■ EXERCISE ■
Using the records below, give again exactly the lines from the line that contains "Relation::FishingSessions.def()" through the line that contains "impl ActiveModelBehavior for", both ends included, and only those.
· · · · ·
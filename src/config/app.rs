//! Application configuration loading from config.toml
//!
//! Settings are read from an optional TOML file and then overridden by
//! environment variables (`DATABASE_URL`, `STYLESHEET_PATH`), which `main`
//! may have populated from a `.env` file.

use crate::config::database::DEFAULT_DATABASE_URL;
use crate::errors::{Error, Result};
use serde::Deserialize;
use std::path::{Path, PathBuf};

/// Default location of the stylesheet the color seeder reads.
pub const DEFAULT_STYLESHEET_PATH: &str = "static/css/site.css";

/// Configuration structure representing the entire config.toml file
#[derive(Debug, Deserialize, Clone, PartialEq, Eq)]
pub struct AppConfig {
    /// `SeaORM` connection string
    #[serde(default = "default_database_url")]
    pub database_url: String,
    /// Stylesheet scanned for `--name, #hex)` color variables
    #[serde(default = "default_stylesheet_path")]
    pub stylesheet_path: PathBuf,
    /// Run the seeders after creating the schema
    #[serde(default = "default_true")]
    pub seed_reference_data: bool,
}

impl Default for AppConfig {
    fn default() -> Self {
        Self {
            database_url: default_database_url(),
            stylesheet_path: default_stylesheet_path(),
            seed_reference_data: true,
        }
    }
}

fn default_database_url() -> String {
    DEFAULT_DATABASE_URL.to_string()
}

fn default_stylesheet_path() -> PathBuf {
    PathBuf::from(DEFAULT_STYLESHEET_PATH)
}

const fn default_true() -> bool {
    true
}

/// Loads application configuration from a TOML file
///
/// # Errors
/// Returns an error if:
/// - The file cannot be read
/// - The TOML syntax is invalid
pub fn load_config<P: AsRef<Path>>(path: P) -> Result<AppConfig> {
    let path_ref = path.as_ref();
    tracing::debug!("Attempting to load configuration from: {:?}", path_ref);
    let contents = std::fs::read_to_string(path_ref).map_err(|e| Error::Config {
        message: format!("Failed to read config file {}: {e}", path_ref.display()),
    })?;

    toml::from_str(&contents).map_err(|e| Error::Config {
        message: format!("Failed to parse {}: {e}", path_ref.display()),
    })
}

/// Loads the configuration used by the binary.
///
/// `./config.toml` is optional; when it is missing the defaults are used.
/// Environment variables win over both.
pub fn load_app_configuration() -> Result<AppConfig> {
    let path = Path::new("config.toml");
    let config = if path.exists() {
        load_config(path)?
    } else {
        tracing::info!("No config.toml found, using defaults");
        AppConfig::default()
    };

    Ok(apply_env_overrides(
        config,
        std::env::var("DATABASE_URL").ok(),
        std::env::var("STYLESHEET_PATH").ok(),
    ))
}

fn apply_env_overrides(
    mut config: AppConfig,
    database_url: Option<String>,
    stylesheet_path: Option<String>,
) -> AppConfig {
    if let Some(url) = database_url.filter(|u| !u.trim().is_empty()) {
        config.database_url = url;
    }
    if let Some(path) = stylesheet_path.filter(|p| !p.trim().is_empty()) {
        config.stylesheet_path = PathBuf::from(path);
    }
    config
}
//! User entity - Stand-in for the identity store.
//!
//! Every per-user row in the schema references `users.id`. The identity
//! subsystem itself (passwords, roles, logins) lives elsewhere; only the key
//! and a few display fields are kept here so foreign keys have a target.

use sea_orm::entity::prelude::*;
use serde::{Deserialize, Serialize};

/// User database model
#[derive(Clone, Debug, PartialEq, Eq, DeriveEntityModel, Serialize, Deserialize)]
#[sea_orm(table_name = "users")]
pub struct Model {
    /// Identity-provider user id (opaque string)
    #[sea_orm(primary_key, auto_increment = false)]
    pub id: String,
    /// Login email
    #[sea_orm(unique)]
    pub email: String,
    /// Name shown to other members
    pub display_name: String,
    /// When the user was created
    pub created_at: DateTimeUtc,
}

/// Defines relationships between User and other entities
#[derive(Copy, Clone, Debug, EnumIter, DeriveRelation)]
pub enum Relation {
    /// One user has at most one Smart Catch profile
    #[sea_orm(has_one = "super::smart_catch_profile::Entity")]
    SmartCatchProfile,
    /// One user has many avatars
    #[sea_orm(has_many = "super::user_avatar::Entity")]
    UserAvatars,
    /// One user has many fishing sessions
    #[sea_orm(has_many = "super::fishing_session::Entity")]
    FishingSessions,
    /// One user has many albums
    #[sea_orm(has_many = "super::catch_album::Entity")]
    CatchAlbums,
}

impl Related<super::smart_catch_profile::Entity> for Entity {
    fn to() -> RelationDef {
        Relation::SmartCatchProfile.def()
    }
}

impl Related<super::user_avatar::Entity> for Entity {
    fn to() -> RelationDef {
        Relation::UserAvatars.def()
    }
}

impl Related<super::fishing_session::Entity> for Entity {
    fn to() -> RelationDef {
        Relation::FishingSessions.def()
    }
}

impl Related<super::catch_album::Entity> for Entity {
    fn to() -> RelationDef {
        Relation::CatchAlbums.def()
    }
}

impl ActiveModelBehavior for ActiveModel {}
· · · · ·
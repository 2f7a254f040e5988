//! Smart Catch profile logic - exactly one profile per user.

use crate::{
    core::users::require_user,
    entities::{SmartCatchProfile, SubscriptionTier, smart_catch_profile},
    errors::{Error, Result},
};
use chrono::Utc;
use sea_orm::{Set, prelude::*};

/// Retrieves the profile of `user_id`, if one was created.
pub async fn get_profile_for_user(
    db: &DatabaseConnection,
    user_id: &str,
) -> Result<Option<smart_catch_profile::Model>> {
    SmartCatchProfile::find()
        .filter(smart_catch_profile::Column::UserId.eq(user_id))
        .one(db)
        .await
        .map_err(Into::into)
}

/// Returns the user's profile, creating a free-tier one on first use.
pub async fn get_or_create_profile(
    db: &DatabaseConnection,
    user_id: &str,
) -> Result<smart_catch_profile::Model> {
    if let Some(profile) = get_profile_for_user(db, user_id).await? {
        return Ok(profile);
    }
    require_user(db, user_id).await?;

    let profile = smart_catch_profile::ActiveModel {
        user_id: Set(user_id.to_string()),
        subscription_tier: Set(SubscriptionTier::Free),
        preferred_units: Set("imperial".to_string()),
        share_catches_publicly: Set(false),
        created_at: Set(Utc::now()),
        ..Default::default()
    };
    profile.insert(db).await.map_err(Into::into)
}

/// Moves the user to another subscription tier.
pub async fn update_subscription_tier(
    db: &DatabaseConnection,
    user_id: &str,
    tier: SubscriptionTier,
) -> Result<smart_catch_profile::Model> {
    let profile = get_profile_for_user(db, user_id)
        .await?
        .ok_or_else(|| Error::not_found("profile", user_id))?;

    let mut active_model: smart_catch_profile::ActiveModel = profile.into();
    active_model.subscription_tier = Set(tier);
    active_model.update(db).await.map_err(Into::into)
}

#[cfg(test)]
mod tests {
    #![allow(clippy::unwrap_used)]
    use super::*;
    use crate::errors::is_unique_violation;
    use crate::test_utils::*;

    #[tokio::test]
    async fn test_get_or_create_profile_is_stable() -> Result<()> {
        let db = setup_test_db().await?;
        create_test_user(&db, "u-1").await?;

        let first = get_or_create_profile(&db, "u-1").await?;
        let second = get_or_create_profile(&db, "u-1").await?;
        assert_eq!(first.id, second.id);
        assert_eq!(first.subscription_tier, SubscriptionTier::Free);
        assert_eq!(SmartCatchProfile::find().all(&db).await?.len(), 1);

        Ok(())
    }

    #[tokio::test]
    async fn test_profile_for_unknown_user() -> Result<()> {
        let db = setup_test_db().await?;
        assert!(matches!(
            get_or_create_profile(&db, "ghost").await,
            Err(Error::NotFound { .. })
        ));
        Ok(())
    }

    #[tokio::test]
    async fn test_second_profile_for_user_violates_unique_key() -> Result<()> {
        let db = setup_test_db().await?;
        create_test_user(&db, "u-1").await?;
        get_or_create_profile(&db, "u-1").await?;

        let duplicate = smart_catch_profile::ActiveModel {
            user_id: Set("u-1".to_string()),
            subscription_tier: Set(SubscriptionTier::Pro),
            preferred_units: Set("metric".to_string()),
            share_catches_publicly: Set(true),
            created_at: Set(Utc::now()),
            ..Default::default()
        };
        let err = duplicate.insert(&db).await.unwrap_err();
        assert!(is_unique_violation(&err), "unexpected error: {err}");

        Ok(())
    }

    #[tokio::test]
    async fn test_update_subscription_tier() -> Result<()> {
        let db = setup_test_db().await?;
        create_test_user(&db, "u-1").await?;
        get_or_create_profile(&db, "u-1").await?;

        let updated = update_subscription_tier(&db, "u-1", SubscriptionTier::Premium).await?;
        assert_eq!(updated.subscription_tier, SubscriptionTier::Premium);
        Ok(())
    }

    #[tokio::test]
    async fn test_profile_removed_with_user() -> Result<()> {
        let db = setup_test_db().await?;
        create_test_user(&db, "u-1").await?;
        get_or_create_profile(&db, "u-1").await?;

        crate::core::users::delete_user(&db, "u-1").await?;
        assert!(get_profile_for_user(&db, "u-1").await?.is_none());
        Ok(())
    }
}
· · · · ·
■ RESULT OF THIS EXERCISE ■
        Relation::FishingSessions.def()
    }
}

impl Related<super::catch_album::Entity> for Entity {
    fn to() -> RelationDef {
        Relation::CatchAlbums.def()
    }
}

impl ActiveModelBehavior for ActiveModel {}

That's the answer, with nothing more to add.